It is a hot and muggy day in mid-June. There are 354 days to go before the kick-off for Euro 2012, the football tournament for which Poland and Ukraine have been preparing for several years. In three days’ time, a commission in Warsaw is to decide which of the five Polish candidate cities will be awarded the title of European capital of culture for 2016. In the end, the jury choose Wrocław alongside San Sebastian in Spain. Banners proclaiming Euro 2012 and capital of culture 2016 flutter peacefully alongside one another in Wrocław’s historic market square. And then there’s also the fact that world refugee day is also being celebrated this weekend, an event being marked with the refugee film festival in Wrocław’s Kino Lwów cinema.
Wroclaw or Breslau?
The Kino Lwów is an anachronism. Constructed in 1897, the building housed the Roxy Filmpalast cinema prior to the second world war. Its current incarnation dates from the happier days of the soviet-era people’s republic of Poland. The film being shown is Marco Pasquini’s documentary Gaza Hospital, a story of 1980s Lebanon, civil war and Palestinian refugees. But Wrocław has a refugee story of its very own.
After 1945, the city then known as Breslau – once a major German city – exchanged virtually its entire population and became Wrocław, a Polish city again. This much of the story is common knowledge in Germany. But this is not just a tale of displaced German citizens: their unwillingness to leave their homeland and move westwards was also shared by those being resettled in the new regions – or 'reclaimed territories' in the language of the people’s republic – that now made up western Poland.
This story is also being told in the Kino Lwów. According to the inscription on a plaque unveiled in 1989, 'in accordance with the wishes of the citizens of Lwów living in Wrocław, the cinema was named Lwów'. When Stalin, with the blessing of the western allies, had redrawn Europe’s boundaries, the Polish city of Lwów had become Lviv, part of the Ukrainian soviet republic. In the German-speaking world, it remained known as Lemberg, the name it had borne in the 19th century when it was part of the Austro-Hungarian empire. Lwów had been as important for the cultural history of Poland as Breslau had been for Germany. And many Polish inhabitants of Lwów found their new homeland in Wrocław after 1945.
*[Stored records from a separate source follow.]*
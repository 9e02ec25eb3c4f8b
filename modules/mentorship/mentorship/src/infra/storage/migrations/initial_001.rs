use sea_orm_migration::prelude::*;
use sea_orm_migration::sea_orm::ConnectionTrait;

#[derive(DeriveMigrationName)]
pub struct Migration;

#[async_trait::async_trait]
impl MigrationTrait for Migration {
    async fn up(&self, manager: &SchemaManager) -> Result<(), DbErr> {
        let backend = manager.get_database_backend();
        let conn = manager.get_connection();

        // The unique index on (mentor_id, mentee_id) is the atomic
        // duplicate-request guard; do not replace it with an application
        // check.
        let sql = match backend {
            sea_orm::DatabaseBackend::Postgres => {
                r#"
CREATE TABLE IF NOT EXISTS mentorship_requests (
    id UUID PRIMARY KEY NOT NULL,
    mentor_id UUID NOT NULL,
    mentee_id UUID NOT NULL,
    status VARCHAR(16) NOT NULL,
    created_at TIMESTAMPTZ NOT NULL,
    updated_at TIMESTAMPTZ NOT NULL
);

CREATE UNIQUE INDEX IF NOT EXISTS idx_requests_pair ON mentorship_requests(mentor_id, mentee_id);
CREATE INDEX IF NOT EXISTS idx_requests_mentee ON mentorship_requests(mentee_id);

CREATE TABLE IF NOT EXISTS sessions (
    id UUID PRIMARY KEY NOT NULL,
    mentor_id UUID NOT NULL,
    mentee_id UUID NOT NULL,
    date TIMESTAMPTZ NOT NULL,
    status VARCHAR(16) NOT NULL,
    created_at TIMESTAMPTZ NOT NULL
);

CREATE INDEX IF NOT EXISTS idx_sessions_mentor ON sessions(mentor_id);
CREATE INDEX IF NOT EXISTS idx_sessions_mentee ON sessions(mentee_id);

CREATE TABLE IF NOT EXISTS availability_slots (
    mentor_id UUID NOT NULL,
    position INTEGER NOT NULL,
    slot TEXT NOT NULL,
    PRIMARY KEY (mentor_id, position)
);
                "#
            }
            sea_orm::DatabaseBackend::MySql => {
                r#"
CREATE TABLE IF NOT EXISTS mentorship_requests (
    id VARCHAR(36) PRIMARY KEY NOT NULL,
    mentor_id VARCHAR(36) NOT NULL,
    mentee_id VARCHAR(36) NOT NULL,
    status VARCHAR(16) NOT NULL,
    created_at TIMESTAMP NOT NULL,
    updated_at TIMESTAMP NOT NULL,
    UNIQUE KEY idx_requests_pair (mentor_id, mentee_id),
    KEY idx_requests_mentee (mentee_id)
);

CREATE TABLE IF NOT EXISTS sessions (
    id VARCHAR(36) PRIMARY KEY NOT NULL,
    mentor_id VARCHAR(36) NOT NULL,
    mentee_id VARCHAR(36) NOT NULL,
    date TIMESTAMP NOT NULL,
    status VARCHAR(16) NOT NULL,
    created_at TIMESTAMP NOT NULL,
    KEY idx_sessions_mentor (mentor_id),
    KEY idx_sessions_mentee (mentee_id)
);

CREATE TABLE IF NOT EXISTS availability_slots (
    mentor_id VARCHAR(36) NOT NULL,
    position INTEGER NOT NULL,
    slot TEXT NOT NULL,
    PRIMARY KEY (mentor_id, position)
);
                "#
            }
            sea_orm::DatabaseBackend::Sqlite => {
                r#"
CREATE TABLE IF NOT EXISTS mentorship_requests (
    id TEXT PRIMARY KEY NOT NULL,
    mentor_id TEXT NOT NULL,
    mentee_id TEXT NOT NULL,
    status TEXT NOT NULL,
    created_at TEXT NOT NULL,
    updated_at TEXT NOT NULL
);

CREATE UNIQUE INDEX IF NOT EXISTS idx_requests_pair ON mentorship_requests(mentor_id, mentee_id);
CREATE INDEX IF NOT EXISTS idx_requests_mentee ON mentorship_requests(mentee_id);

CREATE TABLE IF NOT EXISTS sessions (
    id TEXT PRIMARY KEY NOT NULL,
    mentor_id TEXT NOT NULL,
    mentee_id TEXT NOT NULL,
    date TEXT NOT NULL,
    status TEXT NOT NULL,
    created_at TEXT NOT NULL
);

CREATE INDEX IF NOT EXISTS idx_sessions_mentor ON sessions(mentor_id);
CREATE INDEX IF NOT EXISTS idx_sessions_mentee ON sessions(mentee_id);

CREATE TABLE IF NOT EXISTS availability_slots (
    mentor_id TEXT NOT NULL,
    position INTEGER NOT NULL,
    slot TEXT NOT NULL,
    PRIMARY KEY (mentor_id, position)
);
                "#
            }
        };

        conn.execute_unprepared(sql).await?;
        Ok(())
    }

    async fn down(&self, manager: &SchemaManager) -> Result<(), DbErr> {
        let conn = manager.get_connection();
        conn.execute_unprepared(
            "DROP TABLE IF EXISTS availability_slots; DROP TABLE IF EXISTS sessions; DROP TABLE IF EXISTS mentorship_requests;",
        )
        .await?;
        Ok(())
    }
}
When the first match in the European championships kicks off on 8 June 2012, the Kino Lwów will already have been consigned to the annals of history. Visitor numbers are dwindling, with closure in September more than just a remote possibility. The tournament will be played out under the motto 'creating history together' chosen by the European football association Uefa, and matches will also be played in Lviv, in Ukraine. Will the two cities make the most of the opportunities to rediscover their shared history? The question gets a brief and rather irritated response from staff at the Euro 2012 kiosk on the spruced-up market square in Wrocław city centre. No, there are no plans for any joint projects, they say, and, in any case, 'creating history' has more to do with the future than the past.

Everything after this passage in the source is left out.